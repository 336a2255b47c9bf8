//! In-memory layers passed between geometry engine operations.
//!
//! The types encode where a layer sits in the transform chain:
//!
//! - [`Layer`]: raw feature class geometries (any kind).
//! - [`PolygonLayer`]: polygon features that may be multipart (buffer and
//!   dissolve outputs).
//! - [`SinglepartLayer`]: exploded polygons, one part per feature.
//! - [`Accumulator`]: the single layer every transform appends to.

use gdb_coverage_models::SpatialReference;
use geo::{BoundingRect, Geometry, MultiPolygon, Polygon, Rect};

use crate::EngineError;
use crate::vertices::vertex_count;

/// Geometries read from one feature class.
#[derive(Debug, Clone, PartialEq)]
pub struct Layer {
    /// Qualified feature class name.
    pub name: String,
    /// Reference the coordinates are expressed in.
    pub spatial_ref: SpatialReference,
    /// Feature geometries, in container order.
    pub geometries: Vec<Geometry<f64>>,
}

impl Layer {
    /// Creates a layer.
    #[must_use]
    pub fn new(
        name: impl Into<String>,
        spatial_ref: SpatialReference,
        geometries: Vec<Geometry<f64>>,
    ) -> Self {
        Self {
            name: name.into(),
            spatial_ref,
            geometries,
        }
    }

    /// Number of features.
    #[must_use]
    pub fn len(&self) -> usize {
        self.geometries.len()
    }

    /// Returns `true` if the layer has no features.
    #[must_use]
    pub fn is_empty(&self) -> bool {
        self.geometries.is_empty()
    }

    /// Bounding box of every geometry in the layer.
    #[must_use]
    pub fn bounding_rect(&self) -> Option<Rect<f64>> {
        self.geometries
            .iter()
            .filter_map(|g| g.bounding_rect())
            .reduce(|a, b| {
                Rect::new(
                    geo::coord! { x: a.min().x.min(b.min().x), y: a.min().y.min(b.min().y) },
                    geo::coord! { x: a.max().x.max(b.max().x), y: a.max().y.max(b.max().y) },
                )
            })
    }

    /// Reinterprets a polygon feature class as a [`PolygonLayer`].
    ///
    /// # Errors
    ///
    /// Returns [`EngineError::InvalidInput`] if a geometry is not areal.
    pub fn to_polygon_layer(&self) -> Result<PolygonLayer, EngineError> {
        let features = self
            .geometries
            .iter()
            .map(|geometry| {
                areal_parts(geometry).ok_or_else(|| EngineError::InvalidInput {
                    operation: "polygon",
                    layer: self.name.clone(),
                    message: format!("expected polygon geometry, found {}", type_name(geometry)),
                })
            })
            .collect::<Result<Vec<_>, _>>()?;

        Ok(PolygonLayer {
            name: self.name.clone(),
            spatial_ref: self.spatial_ref.clone(),
            features,
        })
    }
}

/// Polygon features; a feature may hold several parts.
#[derive(Debug, Clone, PartialEq)]
pub struct PolygonLayer {
    /// Layer name (e.g. `"rivers_buffer"`).
    pub name: String,
    /// Reference the coordinates are expressed in.
    pub spatial_ref: SpatialReference,
    /// One multipolygon per feature.
    pub features: Vec<MultiPolygon<f64>>,
}

impl PolygonLayer {
    /// Number of features.
    #[must_use]
    pub fn len(&self) -> usize {
        self.features.len()
    }

    /// Returns `true` if the layer has no features.
    #[must_use]
    pub fn is_empty(&self) -> bool {
        self.features.is_empty()
    }

    /// Total number of parts across all features.
    #[must_use]
    pub fn part_count(&self) -> usize {
        self.features.iter().map(|f| f.0.len()).sum()
    }

    /// Every part of every feature.
    pub fn parts(&self) -> impl Iterator<Item = &Polygon<f64>> {
        self.features.iter().flat_map(|f| f.0.iter())
    }
}

/// Singlepart polygons produced by an explode.
#[derive(Debug, Clone, PartialEq)]
pub struct SinglepartLayer {
    /// Layer name (e.g. `"rivers_finished"`).
    pub name: String,
    /// Reference the coordinates are expressed in.
    pub spatial_ref: SpatialReference,
    /// One polygon (exterior ring plus holes) per feature.
    pub polygons: Vec<Polygon<f64>>,
}

impl SinglepartLayer {
    /// Number of polygons.
    #[must_use]
    pub fn len(&self) -> usize {
        self.polygons.len()
    }

    /// Returns `true` if the layer has no polygons.
    #[must_use]
    pub fn is_empty(&self) -> bool {
        self.polygons.is_empty()
    }

    /// Vertex count (points minus rings) of every polygon, in order.
    #[must_use]
    pub fn vertex_counts(&self) -> Vec<usize> {
        self.polygons.iter().map(vertex_count).collect()
    }
}

/// The polygon layer every transform appends to.
///
/// Its reference is fixed at creation. Polygons are only ever added; the
/// finalize step reads it back as a whole.
#[derive(Debug, Clone, PartialEq)]
pub struct Accumulator {
    spatial_ref: SpatialReference,
    polygons: Vec<Polygon<f64>>,
}

impl Accumulator {
    /// Creates an empty accumulator in `spatial_ref`.
    #[must_use]
    pub const fn new(spatial_ref: SpatialReference) -> Self {
        Self {
            spatial_ref,
            polygons: Vec::new(),
        }
    }

    /// Reference fixed at creation.
    #[must_use]
    pub const fn spatial_ref(&self) -> &SpatialReference {
        &self.spatial_ref
    }

    /// Number of polygons appended so far.
    #[must_use]
    pub fn len(&self) -> usize {
        self.polygons.len()
    }

    /// Returns `true` if nothing has been appended.
    #[must_use]
    pub fn is_empty(&self) -> bool {
        self.polygons.is_empty()
    }

    /// Appended polygons, in append order.
    #[must_use]
    pub fn polygons(&self) -> &[Polygon<f64>] {
        &self.polygons
    }

    /// Appends every polygon of `layer` and returns how many were added.
    ///
    /// Degenerate polygons (an exterior ring with fewer than four
    /// coordinates) are dropped.
    ///
    /// # Errors
    ///
    /// Returns [`EngineError::SpatialReferenceMismatch`] if `layer` is in
    /// a reference that is not compatible with the accumulator's.
    pub fn append(&mut self, layer: SinglepartLayer) -> Result<usize, EngineError> {
        if !self.spatial_ref.is_compatible(&layer.spatial_ref) {
            return Err(EngineError::SpatialReferenceMismatch {
                layer: layer.name,
                expected: describe(&self.spatial_ref),
                found: describe(&layer.spatial_ref),
            });
        }

        let before = self.polygons.len();
        let offered = layer.polygons.len();
        self.polygons.extend(
            layer
                .polygons
                .into_iter()
                .filter(|p| p.exterior().0.len() >= 4),
        );
        let appended = self.polygons.len() - before;

        if appended < offered {
            log::warn!(
                "{}: dropped {} degenerate polygons",
                layer.name,
                offered - appended
            );
        }

        Ok(appended)
    }

    /// The accumulated polygons as a polygon layer (one feature each).
    #[must_use]
    pub fn to_polygon_layer(&self, name: impl Into<String>) -> PolygonLayer {
        PolygonLayer {
            name: name.into(),
            spatial_ref: self.spatial_ref.clone(),
            features: self
                .polygons
                .iter()
                .map(|p| MultiPolygon::new(vec![p.clone()]))
                .collect(),
        }
    }
}

fn areal_parts(geometry: &Geometry<f64>) -> Option<MultiPolygon<f64>> {
    match geometry {
        Geometry::Polygon(p) => Some(MultiPolygon::new(vec![p.clone()])),
        Geometry::MultiPolygon(mp) => Some(mp.clone()),
        Geometry::Rect(r) => Some(MultiPolygon::new(vec![r.to_polygon()])),
        Geometry::Triangle(t) => Some(MultiPolygon::new(vec![t.to_polygon()])),
        Geometry::GeometryCollection(gc) => {
            let mut parts = Vec::new();
            for g in gc {
                parts.extend(areal_parts(g)?.0);
            }
            Some(MultiPolygon::new(parts))
        }
        Geometry::Point(_)
        | Geometry::Line(_)
        | Geometry::LineString(_)
        | Geometry::MultiPoint(_)
        | Geometry::MultiLineString(_) => None,
    }
}

const fn type_name(geometry: &Geometry<f64>) -> &'static str {
    match geometry {
        Geometry::Point(_) => "Point",
        Geometry::Line(_) => "Line",
        Geometry::LineString(_) => "LineString",
        Geometry::Polygon(_) => "Polygon",
        Geometry::MultiPoint(_) => "MultiPoint",
        Geometry::MultiLineString(_) => "MultiLineString",
        Geometry::MultiPolygon(_) => "MultiPolygon",
        Geometry::GeometryCollection(_) => "GeometryCollection",
        Geometry::Rect(_) => "Rect",
        Geometry::Triangle(_) => "Triangle",
    }
}

fn describe(spatial_ref: &SpatialReference) -> String {
    spatial_ref.name().unwrap_or("<unknown>").to_string()
}

#[cfg(test)]
mod tests {
    use super::*;
    use geo::{point, polygon};

    fn square(x: f64, y: f64, size: f64) -> Polygon<f64> {
        polygon![
            (x: x, y: y),
            (x: x + size, y: y),
            (x: x + size, y: y + size),
            (x: x, y: y + size),
            (x: x, y: y),
        ]
    }

    fn singlepart(name: &str, srs: SpatialReference, polygons: Vec<Polygon<f64>>) -> SinglepartLayer {
        SinglepartLayer {
            name: name.to_string(),
            spatial_ref: srs,
            polygons,
        }
    }

    #[test]
    fn accumulator_grows_monotonically() {
        let mut acc = Accumulator::new(SpatialReference::wgs84());

        let first = acc
            .append(singlepart(
                "a",
                SpatialReference::wgs84(),
                vec![square(0.0, 0.0, 1.0), square(5.0, 5.0, 1.0)],
            ))
            .unwrap();
        let second = acc
            .append(singlepart(
                "b",
                SpatialReference::unknown(),
                vec![square(10.0, 10.0, 1.0)],
            ))
            .unwrap();

        assert_eq!(first, 2);
        assert_eq!(second, 1);
        assert_eq!(acc.len(), first + second);
    }

    #[test]
    fn accumulator_rejects_mismatched_reference() {
        let mut acc = Accumulator::new(SpatialReference::wgs84());
        let projected = SpatialReference::from_wkt(
            "PROJCS[\"Lambert\",GEOGCS[\"GCS_NAD83\"],UNIT[\"Meter\",1.0]]",
        );

        let err = acc
            .append(singlepart("lambert", projected, vec![square(0.0, 0.0, 1.0)]))
            .unwrap_err();

        assert!(matches!(err, EngineError::SpatialReferenceMismatch { .. }));
        assert!(acc.is_empty());
    }

    #[test]
    fn accumulator_drops_degenerate_polygons() {
        let mut acc = Accumulator::new(SpatialReference::unknown());
        let degenerate = Polygon::new(geo::LineString::new(vec![]), vec![]);

        let appended = acc
            .append(singlepart(
                "mixed",
                SpatialReference::unknown(),
                vec![degenerate, square(0.0, 0.0, 1.0)],
            ))
            .unwrap();

        assert_eq!(appended, 1);
    }

    #[test]
    fn polygon_layer_from_areal_geometries() {
        let layer = Layer::new(
            "parcels",
            SpatialReference::unknown(),
            vec![
                Geometry::Polygon(square(0.0, 0.0, 1.0)),
                Geometry::MultiPolygon(MultiPolygon::new(vec![
                    square(2.0, 0.0, 1.0),
                    square(4.0, 0.0, 1.0),
                ])),
            ],
        );

        let polygons = layer.to_polygon_layer().unwrap();
        assert_eq!(polygons.len(), 2);
        assert_eq!(polygons.part_count(), 3);
    }

    #[test]
    fn polygon_layer_rejects_points() {
        let layer = Layer::new(
            "wells",
            SpatialReference::unknown(),
            vec![Geometry::Point(point!(x: 1.0, y: 2.0))],
        );

        let err = layer.to_polygon_layer().unwrap_err();
        assert!(matches!(err, EngineError::InvalidInput { .. }));
    }

    #[test]
    fn layer_bounding_rect_spans_all_geometries() {
        let layer = Layer::new(
            "wells",
            SpatialReference::unknown(),
            vec![
                Geometry::Point(point!(x: -1.0, y: 2.0)),
                Geometry::Point(point!(x: 3.0, y: -4.0)),
            ],
        );

        let rect = layer.bounding_rect().unwrap();
        assert!((rect.min().x - -1.0).abs() < f64::EPSILON);
        assert!((rect.max().y - 2.0).abs() < f64::EPSILON);
    }
}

☆ ☆ ☆ ☆

• The task: If a line falls between the first line of the entries and the line containing "multipart (buffer and", or is one of those two, restate it word for word; leave all other lines out.

• Answer to this task:
repository 336a2255b47c9bf8
//! In-memory layers passed between geometry engine operations.
//!
//! The types encode where a layer sits in the transform chain:
//!
//! - [`Layer`]: raw feature class geometries (any kind).
//! - [`PolygonLayer`]: polygon features that may be multipart (buffer and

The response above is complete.